Hill v. Southeastern Freight Lines, Inc.

523 F. App'x 213
CourtCourt of Appeals for the Fourth Circuit
DecidedApril 15, 2013
Docket12-1944
StatusUnpublished
Cited by7 cases

This text of 523 F. App'x 213 (Hill v. Southeastern Freight Lines, Inc.) is published on Counsel Stack Legal Research, covering Court of Appeals for the Fourth Circuit primary law. Counsel Stack provides free access to over 12 million legal documents including statutes, case law, regulations, and constitutions.

Bluebook
Hill v. Southeastern Freight Lines, Inc., 523 F. App'x 213 (4th Cir. 2013).

Opinion

Affirmed by unpublished PER CURIAM opinion.

Unpublished opinions are not binding precedent in this circuit.

PER CURIAM:

Otis Hill (“Hill”) appeals the district court’s dismissal with prejudice of his employment discrimination claims against Southeastern Freight Lines (“SEFL”). As relevant here, the district court granted SEFL’s motion for summary judgment after finding that Hill failed to present a prima facie case of age discrimination. 1 For the reasons that follow, we affirm.

I.

Hill was a full-time pick-up and delivery driver for SEFL. As the title suggests, in that capacity Hill was expected to pick up and deliver freight. Such drivers were graded on the basis of the so-called “Tommy Thompson System,” which took into consideration such factors as cargo loads, distance driven and stops made. Apparently some routes yielded lower numbers for their drivers than others.

Although Hill maintains that he was an excellent employee, the evidence of record documents a history of performance issues. 2 Specifically, Hill acknowledges signing a notice on March 3, 2010, informing him that “this is a final communication concerning your performance. Any future violation of company policy, practices, safety rules or guidelines will result in additional disciplinary action, which will include termination of your employment.” J.A. 82; 53-54. 3 On May 21, 2010, after a customer complained of Hill’s tardiness, and after Hill took an excessive amount of time to complete his runs, SEFL’s Terminal Manager gave Hill a choice: accept a line haul driver position which would require driving trailers between two points at night with no pickups or deliveries, or resign.

Hill produced medical documentation of vision problems caused by glaucoma, which would make it difficult for him to drive at night. He was subsequently terminated, and filed the employment discrimination claims below.
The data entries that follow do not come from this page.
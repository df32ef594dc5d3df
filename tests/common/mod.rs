//! Common test utilities for partition-batch integration tests.
#![allow(dead_code)]

use partition_batch::*;
use rand::prelude::*;

/// Numeric dataset of `size` values in `0..=max`.
pub fn create_numeric_values(size: usize, max: Value, seed: u64) -> Vec<Value> {
    let mut rng = StdRng::seed_from_u64(seed);
    (0..size).map(|_| rng.gen_range(0..=max)).collect()
}

/// Run a whole batch locally and return every rank's outcome.
pub fn run_batch<K: Kernel>(
    kernel: &K,
    dataset_size: usize,
    num_processes: usize,
    seed: u64,
) -> Result<Vec<ProcessOutcome<K::Output, K::Report>>> {
    let job = Job { dataset_size, seed };
    launch_local(kernel, job, num_processes)
}

/// Merged outputs held by the coordinator after a successful run.
pub fn coordinator_outputs<O: Clone, R>(outcomes: &[ProcessOutcome<O, R>]) -> Vec<O> {
    outcomes[COORDINATOR_RANK]
        .collected
        .as_ref()
        .expect("coordinator holds the merged outputs")
        .outputs
        .clone()
}

/// Reduced totals held by the coordinator after a successful run.
pub fn coordinator_totals<O, R>(outcomes: &[ProcessOutcome<O, R>]) -> Vec<u64> {
    outcomes[COORDINATOR_RANK]
        .collected
        .as_ref()
        .expect("coordinator holds the reduced totals")
        .totals
        .clone()
}

/// Divisors of `n`, ascending.
pub fn divisors(n: usize) -> Vec<usize> {
    (1..=n).filter(|d| n % d == 0).collect()
}
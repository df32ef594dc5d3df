//! Collective operations built on point-to-point messaging.
//!
//! Collectives are barriers: every rank of the world must make the matching
//! call, in the same order, or the run blocks. Contributions travel on
//! [`Channel::Reduce`] so they never interleave with dispatch traffic.

use super::{Channel, Communicator};
use crate::core::error::{BatchError, Result};
use crate::core::types::Rank;
use serde::de::DeserializeOwned;
use serde::Serialize;
use std::ops::AddAssign;

/// Sum one scalar per rank at `root`.
///
/// The root receives every other rank's contribution in ascending rank
/// order and returns `Some(total)`; every other rank sends its value and
/// returns `None`. Only links between `root` and the other ranks are used.
pub fn reduce_sum<C, T>(comm: &C, local: T, root: Rank) -> Result<Option<T>>
where
    C: Communicator,
    T: Copy + AddAssign + Serialize + DeserializeOwned,
{
    let size = comm.size();
    if root >= size {
        return Err(BatchError::InvalidRank { rank: root, size });
    }

    if comm.rank() != root {
        comm.send(root, Channel::Reduce, &local)?;
        return Ok(None);
    }

    let mut total = local;
    for source in (0..size).filter(|&source| source != root) {
        let contribution: T = comm.recv(source, Channel::Reduce)?;
        total += contribution;
    }
    Ok(Some(total))
}

/// Sum each position of `local` across ranks at `root`, one reduction per
/// position, in index order.
pub fn reduce_sum_each<C, T>(comm: &C, local: &[T], root: Rank) -> Result<Option<Vec<T>>>
where
    C: Communicator,
    T: Copy + AddAssign + Serialize + DeserializeOwned,
{
    let mut totals = Vec::with_capacity(local.len());
    for &value in local {
        if let Some(total) = reduce_sum(comm, value, root)? {
            totals.push(total);
        }
    }
    Ok((comm.rank() == root).then_some(totals))
}
//! Full-size output arrays assembled at the coordinator.
//!
//! Each slot starts empty and is filled exactly once by the chunk that owns
//! it, either from the coordinator's own compute phase or from a gathered
//! worker payload. A second write or a missing write is a protocol violation.

use crate::core::error::{BatchError, Result};
use crate::partition::Chunk;

/// Output array of `len` records indexed by dataset position.
#[derive(Debug, Clone)]
pub struct MergedOutput<O> {
    slots: Vec<Option<O>>,
    written: usize,
}

impl<O> MergedOutput<O> {
    /// Allocate `len` empty slots.
    pub fn new(len: usize) -> Self {
        let mut slots = Vec::with_capacity(len);
        slots.resize_with(len, || None);
        MergedOutput { slots, written: 0 }
    }

    /// Number of slots.
    pub fn len(&self) -> usize {
        self.slots.len()
    }

    /// True if the array has no slots at all.
    pub fn is_empty(&self) -> bool {
        self.slots.is_empty()
    }

    /// Number of slots written so far.
    pub fn written(&self) -> usize {
        self.written
    }

    /// True once every slot holds a record.
    pub fn is_complete(&self) -> bool {
        self.written == self.slots.len()
    }

    /// Write one chunk's records at the chunk's offset.
    ///
    /// `records` must have exactly the chunk's length, the chunk must lie
    /// inside the array, and none of its slots may already be written. On
    /// error nothing is written.
    pub fn write_chunk(&mut self, chunk: Chunk, records: Vec<O>) -> Result<()> {
        if chunk.end() > self.slots.len() {
            return Err(BatchError::internal(format!(
                "chunk {:?} exceeds output length {}",
                chunk.range(),
                self.slots.len()
            )));
        }
        if records.len() != chunk.len() {
            return Err(BatchError::internal(format!(
                "chunk {:?} expects {} records, got {}",
                chunk.range(),
                chunk.len(),
                records.len()
            )));
        }
        if let Some(index) = chunk.range().find(|&i| self.slots[i].is_some()) {
            return Err(BatchError::DuplicateWrite { index });
        }

        for (slot, record) in self.slots[chunk.range()].iter_mut().zip(records) {
            *slot = Some(record);
        }
        self.written += chunk.len();
        Ok(())
    }

    /// Unwrap into a dense vector; fails if any slot was never written.
    pub fn into_complete(self) -> Result<Vec<O>> {
        let missing = self.slots.len() - self.written;
        if missing != 0 {
            return Err(BatchError::IncompleteOutput { missing });
        }
        self.slots
            .into_iter()
            .enumerate()
            .map(|(index, slot)| {
                slot.ok_or_else(|| BatchError::internal(format!("slot {} unexpectedly empty", index)))
            })
            .collect()
    }
}
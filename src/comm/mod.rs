//! Blocking point-to-point messaging between ranks.
//!
//! A [`Communicator`] moves opaque byte payloads between ranks on a named
//! [`Channel`]. Within one (sender, receiver, channel) triple messages arrive
//! in send order; nothing is implied across channels, so every receive names
//! the channel it expects. Typed values are encoded with bincode.

pub mod collective;
pub mod local;

pub use collective::reduce_sum;
pub use local::{LocalCommunicator, LocalWorld};

use crate::core::error::Result;
use crate::core::types::Rank;
use serde::de::DeserializeOwned;
use serde::{Deserialize, Serialize};
use std::fmt;

/// Logical channel a message travels on.
#[derive(Debug, Clone, Copy, PartialEq, Eq, Hash, PartialOrd, Ord, Serialize, Deserialize)]
pub enum Channel {
    /// Scalar control values (chunk offsets)
    Control,
    /// Element payloads (input and output slices)
    Bulk,
    /// Collective reduction contributions
    Reduce,
}

impl Channel {
    /// Every channel a world wires up.
    pub const ALL: [Channel; 3] = [Channel::Control, Channel::Bulk, Channel::Reduce];
}

impl fmt::Display for Channel {
    fn fmt(&self, f: &mut fmt::Formatter<'_>) -> fmt::Result {
        match self {
            Channel::Control => write!(f, "control"),
            Channel::Bulk => write!(f, "bulk"),
            Channel::Reduce => write!(f, "reduce"),
        }
    }
}

/// One endpoint of a world of cooperating ranks.
pub trait Communicator {
    /// Rank of this endpoint.
    fn rank(&self) -> Rank;

    /// Number of ranks in the world.
    fn size(&self) -> usize;

    /// Hand `payload` to the transport for delivery to `dest` on `channel`.
    fn send_bytes(&self, dest: Rank, channel: Channel, payload: Vec<u8>) -> Result<()>;

    /// Block until the next message from `source` on `channel` arrives.
    fn recv_bytes(&self, source: Rank, channel: Channel) -> Result<Vec<u8>>;

    /// Encode `value` and send it.
    fn send<T: Serialize + ?Sized>(&self, dest: Rank, channel: Channel, value: &T) -> Result<()> {
        self.send_bytes(dest, channel, encode(value)?)
    }

    /// Receive and decode one value.
    fn recv<T: DeserializeOwned>(&self, source: Rank, channel: Channel) -> Result<T> {
        let payload = self.recv_bytes(source, channel)?;
        decode(&payload)
    }
}

/// Encode a value into a wire payload.
pub fn encode<T: Serialize + ?Sized>(value: &T) -> Result<Vec<u8>> {
    Ok(bincode::serialize(value)?)
}

/// Decode a wire payload.
pub fn decode<T: DeserializeOwned>(payload: &[u8]) -> Result<T> {
    Ok(bincode::deserialize(payload)?)
}
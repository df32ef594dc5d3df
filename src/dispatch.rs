//! Coordinator side of the dispatch protocol.
//!
//! Scatter sends each worker rank, in ascending order, its offset on the
//! control channel and then its input slice on the bulk channel. Gather
//! receives the same pair back, in the same order and on the same channels,
//! and checks both against the partition before merging.

use crate::buffer::MergedOutput;
use crate::comm::{Channel, Communicator};
use crate::core::constants::COORDINATOR_RANK;
use crate::core::error::{BatchError, Result};
use crate::core::types::{DataIndex, Rank};
use crate::partition::Partition;
use serde::de::DeserializeOwned;
use serde::Serialize;

/// Ranks that receive a chunk from the coordinator, in ascending order.
fn worker_ranks<C: Communicator>(comm: &C) -> Result<impl Iterator<Item = Rank>> {
    if comm.rank() != COORDINATOR_RANK {
        return Err(BatchError::internal(format!(
            "rank {} cannot dispatch, only the coordinator can",
            comm.rank()
        )));
    }
    Ok(COORDINATOR_RANK + 1..comm.size())
}

/// Send every worker its offset and input slice.
pub fn scatter<C, I>(comm: &C, partition: &Partition, inputs: &[I]) -> Result<()>
where
    C: Communicator,
    I: Serialize,
{
    if inputs.len() != partition.dataset_size() {
        return Err(BatchError::internal(format!(
            "dataset has {} elements, partition expects {}",
            inputs.len(),
            partition.dataset_size()
        )));
    }

    for rank in worker_ranks(comm)? {
        let chunk = partition.chunk(rank)?;
        comm.send(rank, Channel::Control, &chunk.offset())?;
        comm.send(rank, Channel::Bulk, &inputs[chunk.range()])?;
        log::info!(
            "sent {} elements to rank {} at offset {}",
            chunk.len(),
            rank,
            chunk.offset()
        );
    }
    Ok(())
}

/// Receive every worker's offset and outputs and merge them.
pub fn gather<C, O>(comm: &C, partition: &Partition, merged: &mut MergedOutput<O>) -> Result<()>
where
    C: Communicator,
    O: DeserializeOwned,
{
    for rank in worker_ranks(comm)? {
        let chunk = partition.chunk(rank)?;

        let offset: DataIndex = comm.recv(rank, Channel::Control)?;
        if offset != chunk.offset() {
            return Err(BatchError::OffsetMismatch {
                rank,
                expected: chunk.offset(),
                actual: offset,
            });
        }

        let outputs: Vec<O> = comm.recv(rank, Channel::Bulk)?;
        if outputs.len() != chunk.len() {
            return Err(BatchError::LengthMismatch {
                rank,
                expected: chunk.len(),
                actual: outputs.len(),
            });
        }

        merged.write_chunk(chunk, outputs)?;
        log::debug!("gathered {} records from rank {} at offset {}", chunk.len(), rank, offset);
    }
    Ok(())
}

#[cfg(test)]
mod tests {
    use super::*;
    use crate::comm::LocalWorld;

    #[test]
    fn test_scatter_then_gather_echo() {
        let partition = Partition::new(8, 4).unwrap();
        let results = LocalWorld::launch(4, |comm| {
            if comm.rank() == 0 {
                let inputs: Vec<u32> = (0..8).collect();
                scatter(&comm, &partition, &inputs)?;
                let mut merged = MergedOutput::<u32>::new(8);
                merged.write_chunk(partition.chunk(0)?, vec![0, 10])?;
                gather(&comm, &partition, &mut merged)?;
                merged.into_complete()
            } else {
                let offset: usize = comm.recv(0, Channel::Control)?;
                let slice: Vec<u32> = comm.recv(0, Channel::Bulk)?;
                assert_eq!(offset, partition.offset(comm.rank())?);
                let doubled: Vec<u32> = slice.iter().map(|v| v * 10).collect();
                comm.send(0, Channel::Control, &offset)?;
                comm.send(0, Channel::Bulk, &doubled)?;
                Ok(Vec::new())
            }
        })
        .unwrap();
        assert_eq!(results[0], vec![0, 10, 20, 30, 40, 50, 60, 70]);
    }

    #[test]
    fn test_gather_rejects_wrong_offset() {
        let partition = Partition::new(4, 2).unwrap();
        let err = LocalWorld::launch(2, |comm| {
            if comm.rank() == 0 {
                let mut merged: MergedOutput<u32> = MergedOutput::new(4);
                gather(&comm, &partition, &mut merged)
            } else {
                comm.send(0, Channel::Control, &0usize)?;
                comm.send(0, Channel::Bulk, &vec![1u32, 2])?;
                Ok(())
            }
        })
        .unwrap_err();
        assert!(matches!(
            err,
            BatchError::OffsetMismatch {
                rank: 1,
                expected: 2,
                actual: 0
            }
        ));
    }

    #[test]
    fn test_gather_rejects_short_payload() {
        let partition = Partition::new(6, 2).unwrap();
        let err = LocalWorld::launch(2, |comm| {
            if comm.rank() == 0 {
                let mut merged: MergedOutput<u32> = MergedOutput::new(6);
                gather(&comm, &partition, &mut merged)
            } else {
                comm.send(0, Channel::Control, &3usize)?;
                comm.send(0, Channel::Bulk, &vec![1u32, 2])?;
                Ok(())
            }
        })
        .unwrap_err();
        assert!(matches!(
            err,
            BatchError::LengthMismatch {
                rank: 1,
                expected: 3,
                actual: 2
            }
        ));
    }

    #[test]
    fn test_scatter_rejects_wrong_dataset_length() {
        let partition = Partition::new(4, 1).unwrap();
        let results = LocalWorld::launch(1, |comm| scatter(&comm, &partition, &[1u8, 2, 3]));
        assert!(matches!(results, Err(BatchError::Internal { .. })));
    }
}
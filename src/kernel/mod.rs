//! Per-chunk compute kernels.
//!
//! A [`Kernel`] is the only thing that differs between the geometric and the
//! numeric runs; the coordination skeleton in [`crate::runner`] is generic
//! over it. Kernels are stateless between calls and never look outside the
//! slice they are handed.

pub mod geometric;
pub mod numeric;

pub use geometric::{GeometricKernel, InscribedTriangle};
pub use numeric::{is_prime, Classification, NumericKernel};

use crate::core::types::{Aggregate, KernelKind};
use crate::partition::Chunk;
use serde::de::DeserializeOwned;
use serde::{Deserialize, Serialize};
use std::fmt;

/// What one process produced for one chunk.
#[derive(Debug, Clone, PartialEq, Serialize, Deserialize)]
pub struct ChunkResult<O> {
    /// One record per element of the chunk, in chunk order
    pub outputs: Vec<O>,
    /// Local partial sums, positionally matching [`Kernel::aggregate_names`]
    pub aggregates: Vec<Aggregate>,
}

impl<O> ChunkResult<O> {
    /// Result with no aggregates.
    pub fn from_outputs(outputs: Vec<O>) -> Self {
        ChunkResult {
            outputs,
            aggregates: Vec::new(),
        }
    }
}

/// Compute strategy applied identically by every process.
pub trait Kernel: Send + Sync {
    /// One dataset element; moves to workers on the bulk channel.
    type Input: Clone + Send + Sync + Serialize + DeserializeOwned;
    /// One output record; moves back to the coordinator on the bulk channel.
    type Output: Clone + Send + Sync + Serialize + DeserializeOwned;
    /// Final report built at the coordinator.
    type Report: fmt::Display + Serialize + Send;

    /// Variant tag.
    fn kind(&self) -> KernelKind;

    /// Names of the scalar aggregates, in reduction order.
    fn aggregate_names(&self) -> &'static [&'static str];

    /// Build the full dataset. Only the coordinator calls this.
    fn synthesize(&self, size: usize, seed: u64) -> Vec<Self::Input>;

    /// Map every element of `inputs` (the elements of `chunk`) to its record
    /// and accumulate the local aggregates.
    fn compute(&self, chunk: Chunk, inputs: &[Self::Input]) -> ChunkResult<Self::Output>;

    /// Assemble the report from the merged outputs and the reduced totals.
    fn report(&self, outputs: &[Self::Output], totals: &[Aggregate]) -> Self::Report;
}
*215 The district court found that Hill failed to meet what it identified as the third and fourth prongs of the test for establishing a prima facie case of age discrimination: Hill could not show that he was performing his job at a satisfactory level, or, even if he were, that his position either remained open or that he was replaced by a substantially younger individual. This appeal followed.

II.

The Age Discrimination in Employment Act (“ADEA”), 29 U.S.C. § 621 et seq., forbids an employer from taking an adverse employment action against an employee “because of’ the employee’s age. 29 U.S.C. § 628(a)(1); Hill v. Lockheed Martin Logistics Mgmt., Inc., 354 F.3d 277, 283 (4th Cir.2004) (en banc). Under the ADEA, a plaintiff “must prove by a preponderance of the evidence (which may be direct or circumstantial), that age was the ‘but-for’ cause of the challenged employer decision.” Gross v. FBL Fin. Servs., Inc., 557 U.S. 167, 177-78, 129 S.Ct. 2343, 174 L.Ed.2d 119 (2009). Thus, to survive summary judgment, Hill must show that there is a genuine issue of material fact that SEFL dismissed him from his job as a pick-up and delivery (“P & D”) driver due to his age. See Celotex Corp. v. Catrett, 477 U.S. 317, 322, 106 S.Ct. 2548, 91 L.Ed.2d 265 (1986). We review de novo the district court’s grant of summary judgment. Med. Waste Assocs. Ltd. P’ship v. Baltimore, 966 F.2d 148, 150 (4th Cir.1992).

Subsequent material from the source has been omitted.